GENEVA, SWITZERLAND – Our family has just had a wonderful small surprise from the garden, broccoli that we assumed had died, reappeared and was perfect for a quick stir-fry.
The broccoli, along with some celery, fell victim to a metre of snow that was suddenly dumped on our mountain garden in November. Since then we’ve had some thaws, more snow and while the snow depth has diminished, we didn’t expect to see plants anytime soon.
The celery was a loss, at the edge of the garden, but a broccoli tip reappeared this weekend and when I gently dug around it I found some beautifully fresh-frozen little heads.
My garden isn’t so much dormant as on pause.
Even after trimming off not-ripe and frost-damaged bits I had enough for a quick two-minute stir-fry. No additional flavours needed.

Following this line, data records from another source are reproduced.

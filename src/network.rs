//! The highlight-removal network.
//!
//! One forward pass runs, in order: five downsampling blocks, multi-scale
//! fusion, five upsampling blocks with skip concatenation, the mask head, the
//! specular-color head, and a cascade of partial convolutions that inpaints the
//! highlight region of the first-pass estimate `I - M * S`.

use candle_core::{Module, Tensor};
use candle_nn::VarBuilder;
use log::debug;

use crate::blocks::{ConvStack, DecoderBlock, EncoderBlock};
use crate::config::{NetworkConfig, SCALE_FACTOR};
use crate::error::Result;
use crate::fusion::FusionBlock;
use crate::partial_conv::PartialConvBlock;

/// The three predictions of one forward pass, all at the input resolution.
#[derive(Debug, Clone)]
pub struct NetOutput {
    /// Highlight membership `M` in `[0, 1]`, shape (N,1,H,W).
    pub mask: Tensor,
    /// Specular color `S`, shape (N,3,H,W).
    pub specular: Tensor,
    /// Highlight-free reconstruction `D`, shape (N,3,H,W).
    pub diffuse: Tensor,
}

/// Encoder-decoder with multi-scale fusion and a partial-convolution refinement cascade.
///
/// Learned parameters are immutable once built; one network can serve any
/// number of concurrent forward passes.
#[derive(Debug, Clone)]
pub struct SpecularNet {
    config: NetworkConfig,
    encoders: Vec<EncoderBlock>,
    fusion: FusionBlock,
    decoders: Vec<DecoderBlock>,
    mask_head: ConvStack,
    color_head: ConvStack,
    refine: Vec<PartialConvBlock>,
}

impl SpecularNet {
    /// Builds every block of `config`, reading learned parameters from `vb`.
    ///
    /// # Errors
    ///
    /// Returns [`Error::InvalidConfig`](crate::Error::InvalidConfig) if the
    /// channel table does not chain, or [`Error::Tensor`](crate::Error::Tensor)
    /// if a parameter is missing or mis-shaped.
    pub fn new(config: &NetworkConfig, vb: VarBuilder) -> Result<Self> {
        config.validate()?;
        let eps = config.batch_norm_eps;
        let scales = config.scales();

        let encoders = config
            .encoder
            .iter()
            .enumerate()
            .map(|(i, stage)| {
                EncoderBlock::new(
                    *stage,
                    config.encoder_kernel,
                    eps,
                    vb.pp(format!("encoder{}", i + 1)),
                )
            })
            .collect::<candle_core::Result<Vec<_>>>()?;

        let fusion = FusionBlock::new(config, vb.pp("cdff"))?;

        // Decoders are numbered by the scale they start from, coarsest first.
        let decoders = config
            .decoder
            .iter()
            .enumerate()
            .map(|(i, stage)| {
                DecoderBlock::new(
                    *stage,
                    SCALE_FACTOR,
                    eps,
                    vb.pp(format!("decoder{}", scales - i)),
                )
            })
            .collect::<candle_core::Result<Vec<_>>>()?;

        let mask_head =
            ConvStack::new(&config.mask_head, config.head_kernel, eps, vb.pp("M_conv"))?;
        let color_head =
            ConvStack::new(&config.color_head, config.head_kernel, eps, vb.pp("S_conv"))?;

        let refine = config
            .refine
            .iter()
            .enumerate()
            .map(|(i, stage)| {
                PartialConvBlock::new(
                    *stage,
                    config.refine_kernel,
                    eps,
                    vb.pp(format!("D_conv{}", i + 1)),
                )
            })
            .collect::<candle_core::Result<Vec<_>>>()?;

        debug!(
            "built network: {scales} scales, {} fused channels, {} refinement stages",
            config.fusion_out_channels(),
            refine.len()
        );

        Ok(Self {
            config: config.clone(),
            encoders,
            fusion,
            decoders,
            mask_head,
            color_head,
            refine,
        })
    }

    /// The channel table this network was built from.
    #[must_use]
    pub fn config(&self) -> &NetworkConfig {
        &self.config
    }

    /// Runs one forward pass on `image` (N,3,H,W) with samples in `[0, 1]`.
    ///
    /// Height and width must be multiples of [`NetworkConfig::size_multiple`].
    ///
    /// # Errors
    ///
    /// Fails if the input shape does not fit the network or the runtime runs
    /// out of resources; no partial result is returned.
    pub fn forward(&self, image: &Tensor) -> candle_core::Result<NetOutput> {
        let scales = self.encoders.len();

        let mut skips = Vec::with_capacity(scales);
        let mut x = image.clone();
        for encoder in &self.encoders {
            x = encoder.forward(&x)?;
            skips.push(x.clone());
        }

        let fused = self.fusion.forward(&skips)?;

        for (i, decoder) in self.decoders.iter().enumerate() {
            let skip = if i + 1 < scales {
                &skips[scales - 2 - i]
            } else {
                &fused
            };
            x = Tensor::cat(&[&decoder.forward(&x)?, skip], 1)?;
        }

        let mask = self.mask_head.forward(&x)?;
        let specular = self.color_head.forward(&Tensor::cat(&[&x, &mask], 1)?)?;

        let estimate = (image - mask.broadcast_mul(&specular)?)?;
        let mut diffuse = Tensor::cat(&[&x, &estimate], 1)?;
        let mut validity = mask.affine(-1.0, 1.0)?;
        for block in &self.refine {
            (diffuse, validity) = block.forward(&diffuse, &validity)?;
        }

        Ok(NetOutput {
            mask,
            specular,
            diffuse,
        })
    }
}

Just as I was about to go out and plant my tomatoes, before realizing I should wait for evening, a friend sent me a NY Times article about the genetics of tomatoes. Nine years of genetic research were published this week in Nature, the journal. I burst out laughing when I came to this bit:
“The tomato, though a fruit to botanists, has been decreed a vegetable by the United States Supreme Court. The verdict is not so unreasonable given that the tomato has a close cousin that is a vegetable, namely the potato.”
It’s only unreasonable if you wonder what the US Supreme Court is doing in the tomato patch.
Those of us who have been watching the Fatca Act legislation in the US have already been asking how the US can legislate for the world, but I guess the Supreme Court has set the example with the tomato.
Fatca (Foreign Account Tax Compliance Act) is a US law that starting in 2014 will penalize financial institutions around the world that don’t comply by revealing the accounts of US persons to the IRS and collect tax withholdings for the IRS from them.
One juicy story leads to another!
Three days of steady labour, aching bones and sore muscles: but check out that second photo! Visible weeds mostly gone, maverick potatoes, onions and garlic that we overlooked in the fall are also gone, soil is turned over and new onions, potatoes and garlic planted. We’re fairly manic about getting rid of the old potatoes, although the young, divided garlic can give us a bit of spring garlic.
The risk of disease and bugs is too great to leave last season’s vegetables. Potatoes, in particular, easily develop potato bugs if old plants are allowed to stay.
In the ground now: 1kg each of Desirée, Ratte and Agata potatoes, 70 red onions and about the same number of white, about 30 lettuce plants of four varieties. Strawberries have been divided, replanted and fresh straw put around them to keep in the moisture and keep out slugs. That’s optimism, since without rain we won’t have slugs.
Patate.ch is a nice Swiss web site, in French, for learning more about potatoes, with planting and harvest times.
Our lettuce cover is a great addition, as it allows us to put the young plants out about two weeks earlier. It provides just enough wind protection and shade to help them along.
Grow, grow, grow! The harvest starts in early July.
The garden before, a challenging sight, and after, with 2 people labouring for 3 days
We’ve had a metre or so of fresh snow, falling slow and steady. It makes the perfect blanket for my onions and garlic, happily snug on the slope, above the swing, which won’t get much use for several weeks, I think.
It’s also very good for the raspberry canes at the top of the slope, near the fence. They’re about a metre high and sudden wet snows and winds can break them. Under snow, they are well protected.
The end of a season, then the end of a year and the end of all the fine things we’ve grown during the year: for me the holidays represent the last hurrah of my garden, but it’s no cause for sadness. Quite the opposite, with unexpected treats coming indoors just as I’m feeling too housebound, and I’m reminded why I enjoy having Spring in my sightings.
Photos: 24 December, the celery is alive and well! The next day: time to harvest, out from under a foot of snow in the Alps.
Each end of year in the Alps brings its own version of the annual winter holiday surprise. At the end of 2006 I had magnificent bouquets of dried grasses and herbs to place in every room. This October, after too little sunshine and too much rain they looked like an Equatorial tribe stranded at the North Pole, weak and unhappy, so I left most of them outdoors to brown and dry with the weather.
The Christmas gift from my garden this December was unexpected food and trimmings for holiday meals.